→ **What is expected**: What lines of the data below hold the string "form"? Copy each one out.

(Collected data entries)
_ _ _ _ _ _ _

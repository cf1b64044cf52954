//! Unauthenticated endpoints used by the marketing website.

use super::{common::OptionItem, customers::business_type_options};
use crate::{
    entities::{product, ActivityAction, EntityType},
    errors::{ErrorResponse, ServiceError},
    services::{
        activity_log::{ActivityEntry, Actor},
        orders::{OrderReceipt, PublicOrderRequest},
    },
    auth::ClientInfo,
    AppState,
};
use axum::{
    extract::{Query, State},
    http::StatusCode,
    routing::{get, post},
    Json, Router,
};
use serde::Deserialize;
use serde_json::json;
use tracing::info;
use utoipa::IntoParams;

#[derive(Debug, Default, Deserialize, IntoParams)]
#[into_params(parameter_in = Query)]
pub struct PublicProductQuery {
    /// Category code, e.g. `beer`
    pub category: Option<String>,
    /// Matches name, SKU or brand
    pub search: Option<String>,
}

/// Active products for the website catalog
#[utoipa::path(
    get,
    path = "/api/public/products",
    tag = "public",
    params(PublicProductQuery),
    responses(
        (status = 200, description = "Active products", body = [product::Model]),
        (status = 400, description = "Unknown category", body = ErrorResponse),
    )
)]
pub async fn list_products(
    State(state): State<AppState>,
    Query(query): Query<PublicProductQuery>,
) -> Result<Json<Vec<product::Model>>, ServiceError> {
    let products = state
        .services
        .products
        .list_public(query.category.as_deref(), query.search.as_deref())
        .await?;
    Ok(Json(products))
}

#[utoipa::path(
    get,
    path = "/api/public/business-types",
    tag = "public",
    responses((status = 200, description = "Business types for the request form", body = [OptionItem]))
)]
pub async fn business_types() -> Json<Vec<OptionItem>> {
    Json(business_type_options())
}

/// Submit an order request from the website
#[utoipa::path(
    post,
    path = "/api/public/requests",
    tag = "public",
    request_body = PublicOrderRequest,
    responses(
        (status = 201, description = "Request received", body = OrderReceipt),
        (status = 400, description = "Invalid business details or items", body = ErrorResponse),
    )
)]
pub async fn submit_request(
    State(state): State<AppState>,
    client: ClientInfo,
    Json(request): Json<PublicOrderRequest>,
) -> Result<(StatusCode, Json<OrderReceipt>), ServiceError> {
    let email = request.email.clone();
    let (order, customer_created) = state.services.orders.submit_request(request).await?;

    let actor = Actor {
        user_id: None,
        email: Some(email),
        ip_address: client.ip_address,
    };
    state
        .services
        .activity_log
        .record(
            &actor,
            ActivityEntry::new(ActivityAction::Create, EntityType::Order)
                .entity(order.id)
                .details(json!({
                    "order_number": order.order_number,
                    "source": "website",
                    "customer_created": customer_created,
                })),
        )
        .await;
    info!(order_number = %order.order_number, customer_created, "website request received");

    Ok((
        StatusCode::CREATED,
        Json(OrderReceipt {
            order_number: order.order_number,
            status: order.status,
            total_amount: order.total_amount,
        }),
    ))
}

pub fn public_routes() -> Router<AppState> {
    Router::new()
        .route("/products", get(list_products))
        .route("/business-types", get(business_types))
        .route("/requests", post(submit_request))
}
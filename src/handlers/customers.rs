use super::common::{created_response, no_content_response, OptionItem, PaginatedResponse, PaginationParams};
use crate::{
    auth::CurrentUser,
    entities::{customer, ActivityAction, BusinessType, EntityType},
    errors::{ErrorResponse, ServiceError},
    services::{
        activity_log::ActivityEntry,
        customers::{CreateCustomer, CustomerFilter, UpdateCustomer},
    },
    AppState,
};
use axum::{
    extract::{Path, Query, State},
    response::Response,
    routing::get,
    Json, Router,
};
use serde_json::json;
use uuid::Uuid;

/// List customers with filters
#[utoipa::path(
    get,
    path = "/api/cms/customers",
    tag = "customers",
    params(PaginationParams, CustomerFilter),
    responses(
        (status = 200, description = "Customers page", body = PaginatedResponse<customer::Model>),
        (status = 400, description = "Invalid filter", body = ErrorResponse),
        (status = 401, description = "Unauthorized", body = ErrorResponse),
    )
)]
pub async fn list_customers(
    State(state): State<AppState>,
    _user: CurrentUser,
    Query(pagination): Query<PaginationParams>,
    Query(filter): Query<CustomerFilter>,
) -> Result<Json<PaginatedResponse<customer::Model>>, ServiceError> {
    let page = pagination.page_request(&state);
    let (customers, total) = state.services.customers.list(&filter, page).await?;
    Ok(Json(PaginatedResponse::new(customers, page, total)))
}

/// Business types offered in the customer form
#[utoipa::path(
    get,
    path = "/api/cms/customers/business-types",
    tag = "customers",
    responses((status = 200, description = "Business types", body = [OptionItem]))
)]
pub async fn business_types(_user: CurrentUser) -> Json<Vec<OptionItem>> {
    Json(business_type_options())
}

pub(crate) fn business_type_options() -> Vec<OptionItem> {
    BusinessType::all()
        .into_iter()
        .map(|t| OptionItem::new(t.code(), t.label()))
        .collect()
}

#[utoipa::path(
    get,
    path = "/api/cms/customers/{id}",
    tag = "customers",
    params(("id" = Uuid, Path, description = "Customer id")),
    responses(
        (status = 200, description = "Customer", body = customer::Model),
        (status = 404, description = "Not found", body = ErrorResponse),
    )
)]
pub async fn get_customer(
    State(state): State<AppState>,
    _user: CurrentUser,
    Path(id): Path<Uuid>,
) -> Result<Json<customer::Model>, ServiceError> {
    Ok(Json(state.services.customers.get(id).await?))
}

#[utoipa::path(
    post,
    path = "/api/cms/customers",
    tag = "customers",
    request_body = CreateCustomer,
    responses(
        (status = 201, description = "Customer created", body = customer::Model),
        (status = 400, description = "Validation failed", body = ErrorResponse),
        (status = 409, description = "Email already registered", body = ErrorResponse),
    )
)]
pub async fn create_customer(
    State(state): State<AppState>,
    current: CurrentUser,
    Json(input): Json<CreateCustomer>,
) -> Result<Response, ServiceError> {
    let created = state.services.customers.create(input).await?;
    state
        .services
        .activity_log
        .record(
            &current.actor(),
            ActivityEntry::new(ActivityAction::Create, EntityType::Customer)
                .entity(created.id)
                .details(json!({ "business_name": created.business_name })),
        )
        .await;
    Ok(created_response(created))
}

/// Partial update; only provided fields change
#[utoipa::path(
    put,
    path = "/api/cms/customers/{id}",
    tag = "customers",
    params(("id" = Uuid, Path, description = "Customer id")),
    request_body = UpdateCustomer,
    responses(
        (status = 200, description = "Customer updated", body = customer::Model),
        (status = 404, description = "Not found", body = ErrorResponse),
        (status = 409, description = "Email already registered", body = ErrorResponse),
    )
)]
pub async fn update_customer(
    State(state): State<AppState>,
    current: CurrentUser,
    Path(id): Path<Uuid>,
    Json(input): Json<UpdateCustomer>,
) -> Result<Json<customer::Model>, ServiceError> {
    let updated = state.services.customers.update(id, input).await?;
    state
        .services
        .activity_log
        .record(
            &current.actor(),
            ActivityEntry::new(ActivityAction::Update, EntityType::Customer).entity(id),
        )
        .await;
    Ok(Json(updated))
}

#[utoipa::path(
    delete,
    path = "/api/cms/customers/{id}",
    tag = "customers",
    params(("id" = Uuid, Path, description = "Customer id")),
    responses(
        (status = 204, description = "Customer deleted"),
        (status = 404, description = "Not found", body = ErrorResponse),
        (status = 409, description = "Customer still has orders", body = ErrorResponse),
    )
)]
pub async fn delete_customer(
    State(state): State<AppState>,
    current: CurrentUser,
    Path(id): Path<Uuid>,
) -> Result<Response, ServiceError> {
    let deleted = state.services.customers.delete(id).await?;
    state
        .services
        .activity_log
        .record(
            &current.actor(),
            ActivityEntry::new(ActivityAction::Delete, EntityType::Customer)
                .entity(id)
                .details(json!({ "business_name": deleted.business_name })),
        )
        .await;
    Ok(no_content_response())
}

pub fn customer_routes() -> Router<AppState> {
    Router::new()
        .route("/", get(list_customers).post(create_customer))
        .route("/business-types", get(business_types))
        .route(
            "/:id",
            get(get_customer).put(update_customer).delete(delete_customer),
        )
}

_ _ _ _ _ _ _

→ **Task answer**:
    responses((status = 200, description = "Business types for the request form", body = [OptionItem]))
/// Business types offered in the customer form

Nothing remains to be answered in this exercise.